» YOUR GOAL
When a line in the records contains the string "connection", copy that line.

» DATA FOR THE TASK

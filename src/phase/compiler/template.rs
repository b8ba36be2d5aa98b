use std::fmt;

use serde::{Deserialize, Serialize};

use crate::error::DefinitionError;

use super::super::definition::{Scenario, Sla};
use super::super::model::SessionLimitPolicy;

/// How a dependency on an iterated template maps to concrete iterations.
#[derive(Debug, Clone, Copy, PartialEq, Eq, Default, Serialize, Deserialize)]
#[serde(rename_all = "snake_case")]
pub enum RelativeIteration {
    /// The whole referenced phase (its final barrier when iterated).
    #[default]
    None,
    /// The referenced template at `iteration - 1`; dropped at iteration 0.
    Previous,
    /// The referenced template at the same iteration.
    Same,
}

impl RelativeIteration {
    const fn as_str(self) -> &'static str {
        match self {
            RelativeIteration::None => "none",
            RelativeIteration::Previous => "previous",
            RelativeIteration::Same => "same",
        }
    }
}

#[derive(Debug, Clone, PartialEq, Eq, Serialize, Deserialize)]
pub struct PhaseReference {
    pub phase: String,
    #[serde(default)]
    pub iteration: RelativeIteration,
    #[serde(default)]
    pub fork: Option<String>,
}

impl PhaseReference {
    #[must_use]
    pub fn new(phase: impl Into<String>) -> Self {
        Self {
            phase: phase.into(),
            iteration: RelativeIteration::None,
            fork: None,
        }
    }

    #[must_use]
    pub const fn iteration(mut self, iteration: RelativeIteration) -> Self {
        self.iteration = iteration;
        self
    }

    #[must_use]
    pub fn fork(mut self, fork: impl Into<String>) -> Self {
        self.fork = Some(fork.into());
        self
    }
}

impl From<&str> for PhaseReference {
    fn from(phase: &str) -> Self {
        Self::new(phase)
    }
}

impl From<String> for PhaseReference {
    fn from(phase: String) -> Self {
        Self::new(phase)
    }
}

impl fmt::Display for PhaseReference {
    fn fmt(&self, f: &mut fmt::Formatter<'_>) -> fmt::Result {
        write!(f, "{}/{}", self.phase, self.iteration.as_str())?;
        if let Some(fork) = &self.fork {
            write!(f, "/{}", fork)?;
        }
        Ok(())
    }
}

#[derive(Debug, Clone, PartialEq, Eq)]
pub struct PhaseReferenceDelay {
    pub reference: PhaseReference,
    pub delay_ms: u64,
}

const fn default_variance() -> bool {
    true
}

/// Concurrency model parameters before per-iteration and per-fork scaling.
/// Increments are added once per iteration.
#[derive(Debug, Clone, Copy, PartialEq, Serialize, Deserialize)]
#[serde(tag = "type", rename_all = "snake_case")]
pub enum ModelTemplate {
    AtOnce {
        users: u32,
        #[serde(default)]
        users_increment: u32,
    },
    Always {
        users: u32,
        #[serde(default)]
        users_increment: u32,
    },
    RampRate {
        initial_users_per_sec: f64,
        #[serde(default)]
        initial_users_per_sec_increment: f64,
        target_users_per_sec: f64,
        #[serde(default)]
        target_users_per_sec_increment: f64,
        #[serde(default)]
        max_sessions: Option<u32>,
        #[serde(default = "default_variance")]
        variance: bool,
        #[serde(default)]
        session_limit_policy: SessionLimitPolicy,
    },
    ConstantRate {
        users_per_sec: f64,
        #[serde(default)]
        users_per_sec_increment: f64,
        #[serde(default)]
        max_sessions: Option<u32>,
        #[serde(default = "default_variance")]
        variance: bool,
        #[serde(default)]
        session_limit_policy: SessionLimitPolicy,
    },
    Sequentially {
        repeats: u32,
    },
    Noop,
}

impl ModelTemplate {
    #[must_use]
    pub const fn at_once(users: u32) -> Self {
        ModelTemplate::AtOnce {
            users,
            users_increment: 0,
        }
    }

    #[must_use]
    pub const fn always(users: u32) -> Self {
        ModelTemplate::Always {
            users,
            users_increment: 0,
        }
    }

    #[must_use]
    pub const fn ramp_rate(initial_users_per_sec: f64, target_users_per_sec: f64) -> Self {
        ModelTemplate::RampRate {
            initial_users_per_sec,
            initial_users_per_sec_increment: 0.0,
            target_users_per_sec,
            target_users_per_sec_increment: 0.0,
            max_sessions: None,
            variance: true,
            session_limit_policy: SessionLimitPolicy::Fail,
        }
    }

    #[must_use]
    pub const fn constant_rate(users_per_sec: f64) -> Self {
        ModelTemplate::ConstantRate {
            users_per_sec,
            users_per_sec_increment: 0.0,
            max_sessions: None,
            variance: true,
            session_limit_policy: SessionLimitPolicy::Fail,
        }
    }

    #[must_use]
    pub const fn sequentially(repeats: u32) -> Self {
        ModelTemplate::Sequentially { repeats }
    }

    /// Sets the explicit session cap of an open model; closed models are
    /// returned unchanged.
    #[must_use]
    pub const fn with_max_sessions(mut self, cap: u32) -> Self {
        match &mut self {
            ModelTemplate::RampRate { max_sessions, .. }
            | ModelTemplate::ConstantRate { max_sessions, .. } => *max_sessions = Some(cap),
            ModelTemplate::AtOnce { .. }
            | ModelTemplate::Always { .. }
            | ModelTemplate::Sequentially { .. }
            | ModelTemplate::Noop => {}
        }
        self
    }

    #[must_use]
    pub const fn with_session_limit_policy(mut self, policy: SessionLimitPolicy) -> Self {
        match &mut self {
            ModelTemplate::RampRate {
                session_limit_policy,
                ..
            }
            | ModelTemplate::ConstantRate {
                session_limit_policy,
                ..
            } => *session_limit_policy = policy,
            ModelTemplate::AtOnce { .. }
            | ModelTemplate::Always { .. }
            | ModelTemplate::Sequentially { .. }
            | ModelTemplate::Noop => {}
        }
        self
    }
}

/// A weighted alternative scenario of one template. The anonymous fork
/// carries no name.
#[derive(Debug, Clone, PartialEq)]
pub struct ForkTemplate {
    pub name: Option<String>,
    pub weight: f64,
    pub scenario: Scenario,
}

/// A phase as authored: expands into one concrete phase per iteration and
/// fork.
#[derive(Debug, Clone, PartialEq)]
pub struct PhaseTemplate {
    pub(super) name: String,
    pub(super) model: ModelTemplate,
    pub(super) start_time_ms: Option<u64>,
    pub(super) start_after: Vec<PhaseReference>,
    pub(super) start_after_strict: Vec<PhaseReference>,
    pub(super) terminate_after_strict: Vec<PhaseReference>,
    pub(super) start_with: Option<PhaseReferenceDelay>,
    pub(super) duration_ms: Option<u64>,
    pub(super) max_duration_ms: Option<u64>,
    pub(super) max_iterations: u32,
    pub(super) force_iterations: bool,
    pub(super) forks: Vec<ForkTemplate>,
    pub(super) slas: Vec<Sla>,
}

impl PhaseTemplate {
    #[must_use]
    pub fn new(name: impl Into<String>, model: ModelTemplate) -> Self {
        Self {
            name: name.into(),
            model,
            start_time_ms: None,
            start_after: Vec::new(),
            start_after_strict: Vec::new(),
            terminate_after_strict: Vec::new(),
            start_with: None,
            duration_ms: None,
            max_duration_ms: None,
            max_iterations: 1,
            force_iterations: false,
            forks: Vec::new(),
            slas: Vec::new(),
        }
    }

    #[must_use]
    pub fn name(&self) -> &str {
        &self.name
    }

    #[must_use]
    pub const fn start_time(mut self, offset_ms: u64) -> Self {
        self.start_time_ms = Some(offset_ms);
        self
    }

    #[must_use]
    pub fn start_after(mut self, reference: impl Into<PhaseReference>) -> Self {
        self.start_after.push(reference.into());
        self
    }

    #[must_use]
    pub fn start_after_strict(mut self, reference: impl Into<PhaseReference>) -> Self {
        self.start_after_strict.push(reference.into());
        self
    }

    #[must_use]
    pub fn terminate_after_strict(mut self, reference: impl Into<PhaseReference>) -> Self {
        self.terminate_after_strict.push(reference.into());
        self
    }

    #[must_use]
    pub fn start_with(mut self, reference: impl Into<PhaseReference>, delay_ms: u64) -> Self {
        self.start_with = Some(PhaseReferenceDelay {
            reference: reference.into(),
            delay_ms,
        });
        self
    }

    #[must_use]
    pub const fn duration(mut self, duration_ms: u64) -> Self {
        self.duration_ms = Some(duration_ms);
        self
    }

    #[must_use]
    pub const fn max_duration(mut self, max_duration_ms: u64) -> Self {
        self.max_duration_ms = Some(max_duration_ms);
        self
    }

    #[must_use]
    pub const fn max_iterations(mut self, iterations: u32) -> Self {
        self.max_iterations = iterations;
        self
    }

    #[must_use]
    pub const fn force_iterations(mut self, force: bool) -> Self {
        self.force_iterations = force;
        self
    }

    #[must_use]
    pub fn sla(mut self, sla: Sla) -> Self {
        self.slas.push(sla);
        self
    }

    /// Attaches the single anonymous scenario.
    ///
    /// # Errors
    ///
    /// Fails when a scenario is already set or the template is forked.
    pub fn scenario(mut self, scenario: Scenario) -> Result<Self, DefinitionError> {
        if self.forks.is_empty() {
            self.forks.push(ForkTemplate {
                name: None,
                weight: 1.0,
                scenario,
            });
            return Ok(self);
        }
        if self.has_anonymous_fork() {
            return Err(DefinitionError::ScenarioAlreadySet { phase: self.name });
        }
        Err(DefinitionError::ScenarioForked { phase: self.name })
    }

    /// Adds a named, weighted fork.
    ///
    /// # Errors
    ///
    /// Fails when an anonymous scenario was already attached.
    pub fn fork(
        mut self,
        name: impl Into<String>,
        weight: f64,
        scenario: Scenario,
    ) -> Result<Self, DefinitionError> {
        if self.has_anonymous_fork() {
            return Err(DefinitionError::ScenarioAlreadySet { phase: self.name });
        }
        self.forks.push(ForkTemplate {
            name: Some(name.into()),
            weight,
            scenario,
        });
        Ok(self)
    }

    fn has_anonymous_fork(&self) -> bool {
        matches!(self.forks.as_slice(), [only] if only.name.is_none())
    }

    pub(super) const fn is_iterated(&self) -> bool {
        self.max_iterations > 1 || self.force_iterations
    }
}
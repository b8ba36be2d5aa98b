use std::collections::HashMap;

use serde::{Deserialize, Serialize};
use tokio::sync::mpsc;

use crate::distributed::protocol::WireMessage;
use crate::phase::PhaseStatus;

/// Lifecycle of one agent within a run.
#[derive(Debug, Clone, Copy, PartialEq, Eq, Serialize, Deserialize)]
#[serde(rename_all = "SCREAMING_SNAKE_CASE")]
pub enum AgentStatus {
    Starting,
    Registered,
    Initializing,
    Initialized,
    Stopping,
    Stopped,
    Failed,
}

impl AgentStatus {
    #[must_use]
    pub const fn as_str(self) -> &'static str {
        match self {
            AgentStatus::Starting => "STARTING",
            AgentStatus::Registered => "REGISTERED",
            AgentStatus::Initializing => "INITIALIZING",
            AgentStatus::Initialized => "INITIALIZED",
            AgentStatus::Stopping => "STOPPING",
            AgentStatus::Stopped => "STOPPED",
            AgentStatus::Failed => "FAILED",
        }
    }

    /// Whether the agent no longer takes part in the run.
    #[must_use]
    pub const fn is_done(self) -> bool {
        matches!(self, AgentStatus::Stopped | AgentStatus::Failed)
    }
}

impl std::fmt::Display for AgentStatus {
    fn fmt(&self, f: &mut std::fmt::Formatter<'_>) -> std::fmt::Result {
        f.write_str(self.as_str())
    }
}

/// Controller-side record of one agent of a run.
pub(super) struct AgentInfo {
    pub(super) id: u32,
    pub(super) name: String,
    pub(super) address: Option<String>,
    pub(super) status: AgentStatus,
    pub(super) connection: Option<u64>,
    sender: Option<mpsc::UnboundedSender<WireMessage>>,
    phases: HashMap<String, PhaseStatus>,
}

impl AgentInfo {
    pub(super) fn new(id: u32, name: String) -> Self {
        Self {
            id,
            name,
            address: None,
            status: AgentStatus::Starting,
            connection: None,
            sender: None,
            phases: HashMap::new(),
        }
    }

    pub(super) fn attach(
        &mut self,
        connection: u64,
        address: String,
        sender: mpsc::UnboundedSender<WireMessage>,
    ) {
        self.connection = Some(connection);
        self.address = Some(address);
        self.sender = Some(sender);
    }

    pub(super) fn detach(&mut self) {
        self.connection = None;
        self.sender = None;
    }

    /// Queues a message for the agent; `false` when it is not connected.
    pub(super) fn send(&self, message: WireMessage) -> bool {
        self.sender
            .as_ref()
            .is_some_and(|sender| sender.send(message).is_ok())
    }

    /// Records a reported phase status, ignoring regressions.
    pub(super) fn set_phase_status(&mut self, phase: &str, status: PhaseStatus) -> bool {
        match self.phases.get_mut(phase) {
            Some(current) if *current >= status => false,
            Some(current) => {
                *current = status;
                true
            }
            None => {
                self.phases.insert(phase.to_owned(), status);
                true
            }
        }
    }

    pub(super) fn phase_status(&self, phase: &str) -> Option<PhaseStatus> {
        self.phases.get(phase).copied()
    }
}

/// Authoritative status of `phase`: the lowest status any agent reported, or
/// nothing while some agent has not reported at all.
pub(super) fn aggregate_phase_status(agents: &[AgentInfo], phase: &str) -> Option<PhaseStatus> {
    let mut minimum: Option<PhaseStatus> = None;
    for agent in agents {
        let status = agent.phase_status(phase)?;
        minimum = Some(minimum.map_or(status, |current| current.min(status)));
    }
    minimum
}
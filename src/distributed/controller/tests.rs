mod aggregation;
mod schedule;

use std::sync::Arc;

use crate::benchmark::{AgentSpec, Benchmark};
use crate::error::{AppError, AppResult};
use crate::phase::compiler::PhaseTemplate;
use crate::phase::{PhaseStatus, Scenario};

use super::run::{PhaseReport, Run};

fn scenario() -> Scenario {
    Scenario::new(vec!["main".to_owned()])
}

fn benchmark(agents: &[&str], templates: Vec<PhaseTemplate>) -> AppResult<Benchmark> {
    let mut builder = Benchmark::builder("controller-test").statistics_period(50);
    for agent in agents {
        builder = builder.agent(AgentSpec::new(*agent));
    }
    for template in templates {
        builder = builder.phase(template);
    }
    Ok(builder.build()?)
}

fn run_of(agents: &[&str], templates: Vec<PhaseTemplate>) -> AppResult<Run> {
    let mut run = Run::new("0001".to_owned(), Arc::new(benchmark(agents, templates)?), None);
    run.start_time = Some(0);
    Ok(run)
}

fn report(run: &mut Run, agent: &str, phase: &str, status: PhaseStatus, now: u64) -> bool {
    run.apply_phase_report(
        &PhaseReport {
            agent,
            phase,
            status,
            successful: true,
            session_limit_exceeded: false,
            error: None,
        },
        now,
    )
}

fn status_of(run: &Run, phase: &str) -> AppResult<PhaseStatus> {
    run.phase(phase)
        .map(|state| state.status())
        .ok_or_else(|| AppError::distributed(format!("Missing phase {}", phase)))
}

fn expect_status(run: &Run, phase: &str, expected: PhaseStatus) -> AppResult<()> {
    let actual = status_of(run, phase)?;
    if actual != expected {
        return Err(AppError::distributed(format!(
            "Phase {} is {}, expected {}",
            phase, actual, expected
        )));
    }
    Ok(())
}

» RESPONSE FOR THIS EXERCISE
    pub(super) connection: Option<u64>,
            connection: None,
        connection: u64,
        self.connection = Some(connection);
        self.connection = None;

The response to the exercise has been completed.